クロウリー「だって彼女は、見つかるはずもない花婿を探し続けているんですから」

グリム「花婿が見つからない?なんでなんだゾ?」

確かにそうかもしれないけれど…

クロウリー「だって彼女が花婿に望む理想の王子さまは…180cm以上の行進長!贅肉のついていないスリムなボディ!清潔感溢れる美肌!切れ長の瞳!チャーミングな笑顔!キューティクルが光り輝く髪!思わずキスしたくなる印象的な唇!」

監督生「え?」

クロウリー「などの条件を全て兼ね備えた、超!!!ハンサム男子。彼女のお眼鏡に叶う男性など、世界中のどこを探してもいるわけがないんです。ハハハ!」

ユウとグリム君は、花婿の条件のハードルの高さに呆れている

クロウリー「とにかく、毎年被害があるのはオンボロ寮だけ。それも、数日待てば、ゴーストは諦めていなくなります。」

「数日って…その間2人は、どうするんです?」

クロウリー「お友達のところに居候でもしてください」

お義父様がそういった瞬間、ユウが私に合図を送った。

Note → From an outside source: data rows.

//! Resolve a user-supplied path to the canonical form locks are keyed by.

use std::path::{Component, Path, PathBuf};

use largo_core::PathError;

/// Resolve `input` to a `/`-separated path relative to `repo_root`.
///
/// The working directory is canonicalised (symlinks followed) first. Absolute inputs
/// are canonicalised as well; relative inputs are joined to the working directory
/// lexically, so they need not exist yet.
///
/// # Errors
///
/// Returns [`PathError::WorkingDirectory`] when `working_dir` cannot be resolved,
/// [`PathError::Canonicalize`] when the root or an absolute input cannot be resolved,
/// [`PathError::OutsideRepository`] when the result escapes the root, and
/// [`PathError::Directory`] when it names a directory.
pub fn canonical_lock_path(
    repo_root: &Path,
    working_dir: &Path,
    input: &str,
) -> Result<String, PathError> {
    let working_dir = working_dir
        .canonicalize()
        .map_err(|source| PathError::WorkingDirectory { source })?;
    let root = repo_root
        .canonicalize()
        .map_err(|source| PathError::Canonicalize {
            path: repo_root.to_path_buf(),
            source,
        })?;

    let requested = Path::new(input);
    let absolute = if requested.is_absolute() {
        requested
            .canonicalize()
            .map_err(|source| PathError::Canonicalize {
                path: requested.to_path_buf(),
                source,
            })?
    } else {
        normalize(&working_dir.join(requested))
    };

    let path = to_slash(&relative_to(&root, &absolute));
    if path == ".." || path.starts_with("../") {
        return Err(PathError::OutsideRepository { path });
    }
    if absolute.is_dir() {
        return Err(PathError::Directory {
            path: input.to_string(),
        });
    }
    Ok(path)
}

fn normalize(path: &Path) -> PathBuf {
    let mut normalized = PathBuf::new();
    for component in path.components() {
        match component {
            Component::CurDir => {}
            Component::ParentDir => {
                normalized.pop();
            }
            other => normalized.push(other),
        }
    }
    normalized
}

fn relative_to(base: &Path, target: &Path) -> PathBuf {
    let base: Vec<Component<'_>> = base.components().collect();
    let target: Vec<Component<'_>> = target.components().collect();
    let shared = base
        .iter()
        .zip(&target)
        .take_while(|(left, right)| left == right)
        .count();

    let mut relative = PathBuf::new();
    for _ in shared..base.len() {
        relative.push("..");
    }
    for component in &target[shared..] {
        relative.push(component);
    }
    relative
}

fn to_slash(path: &Path) -> String {
    path.components()
        .map(|component| component.as_os_str().to_string_lossy())
        .collect::<Vec<_>>()
        .join("/")
}

#[cfg(test)]
mod tests {
    use super::*;
    use anyhow::Result;
    use std::fs;

    #[test]
    fn relative_input_is_resolved_against_the_working_directory() -> Result<()> {
        let repo = tempfile::tempdir()?;
        let wd = repo.path().join("foo/bar");
        fs::create_dir_all(&wd)?;

        assert_eq!(canonical_lock_path(repo.path(), &wd, "./baz")?, "foo/bar/baz");
        assert_eq!(canonical_lock_path(repo.path(), &wd, "../qux.psd")?, "foo/qux.psd");
        assert_eq!(canonical_lock_path(repo.path(), repo.path(), "a/b/c.bin")?, "a/b/c.bin");
        Ok(())
    }

    #[test]
    fn absolute_input_is_canonicalised() -> Result<()> {
        let repo = tempfile::tempdir()?;
        fs::create_dir_all(repo.path().join("art"))?;
        let file = repo.path().join("art/hero.psd");
        fs::write(&file, b"psd")?;

        let input = file.to_string_lossy().into_owned();
        assert_eq!(canonical_lock_path(repo.path(), repo.path(), &input)?, "art/hero.psd");
        Ok(())
    }

    #[test]
    fn missing_absolute_input_fails_to_canonicalise() -> Result<()> {
        let repo = tempfile::tempdir()?;
        let input = repo.path().join("nope.bin").to_string_lossy().into_owned();
        let err = canonical_lock_path(repo.path(), repo.path(), &input).expect_err("missing file");
        assert!(matches!(err, PathError::Canonicalize { .. }));
        Ok(())
    }

    #[test]
    fn paths_escaping_the_root_are_rejected() -> Result<()> {
        let repo = tempfile::tempdir()?;
        let wd = repo.path().join("foo");
        fs::create_dir_all(&wd)?;

        let err = canonical_lock_path(repo.path(), &wd, "../../outside.bin").expect_err("escape");
        let PathError::OutsideRepository { path } = err else {
            panic!("expected outside-repository error");
        };
        assert!(path.starts_with("../"), "{path}");
        Ok(())
    }

    #[test]
    fn directories_cannot_be_locked() -> Result<()> {
        let repo = tempfile::tempdir()?;
        fs::create_dir_all(repo.path().join("assets"))?;

        let err = canonical_lock_path(repo.path(), repo.path(), "assets").expect_err("directory");
        assert!(matches!(err, PathError::Directory { ref path } if path == "assets"));
        let root = canonical_lock_path(repo.path(), repo.path(), ".").expect_err("root");
        assert!(matches!(root, PathError::Directory { .. }));
        Ok(())
    }

    #[test]
    fn unresolvable_working_directory_is_fatal() -> Result<()> {
        let repo = tempfile::tempdir()?;
        let err = canonical_lock_path(repo.path(), &repo.path().join("gone"), "a.bin")
            .expect_err("missing working directory");
        assert!(matches!(err, PathError::WorkingDirectory { .. }));
        Ok(())
    }

    #[cfg(unix)]
    #[test]
    fn symlinked_working_directory_is_followed() -> Result<()> {
        let repo = tempfile::tempdir()?;
        let outside = tempfile::tempdir()?;
        let real = repo.path().join("real");
        fs::create_dir_all(&real)?;
        let link = outside.path().join("link");
        std::os::unix::fs::symlink(&real, &link)?;

        assert_eq!(canonical_lock_path(repo.path(), &link, "x.bin")?, "real/x.bin");
        Ok(())
    }
}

何をするつもり?

監督生「あ~あ、事情も何も話してくれない学園長のせいで、私は女の身でありながら、男子たちの寝床に居座ることになるとは…しょんぼり」

クロウリー「そ、それは…」

なるほど‥ユウのやりたいことがわかった!それなら私は…

「困りましたね。私、レオナさんに1週間はオンボロ寮にいるって言ってしまったんです。寮で寝泊まりができないとなると‥‥野宿するしか…あ、精霊さんに助けてもらう『あなたにそんなことさせるわけにはいかないでしょう!』

お義父様がそう叫んだ瞬間、学園長室の扉が、勢いよく開いた

オルト「学園長―!!!」

入ってきたのは、イグニハイド寮生のオルト君だった。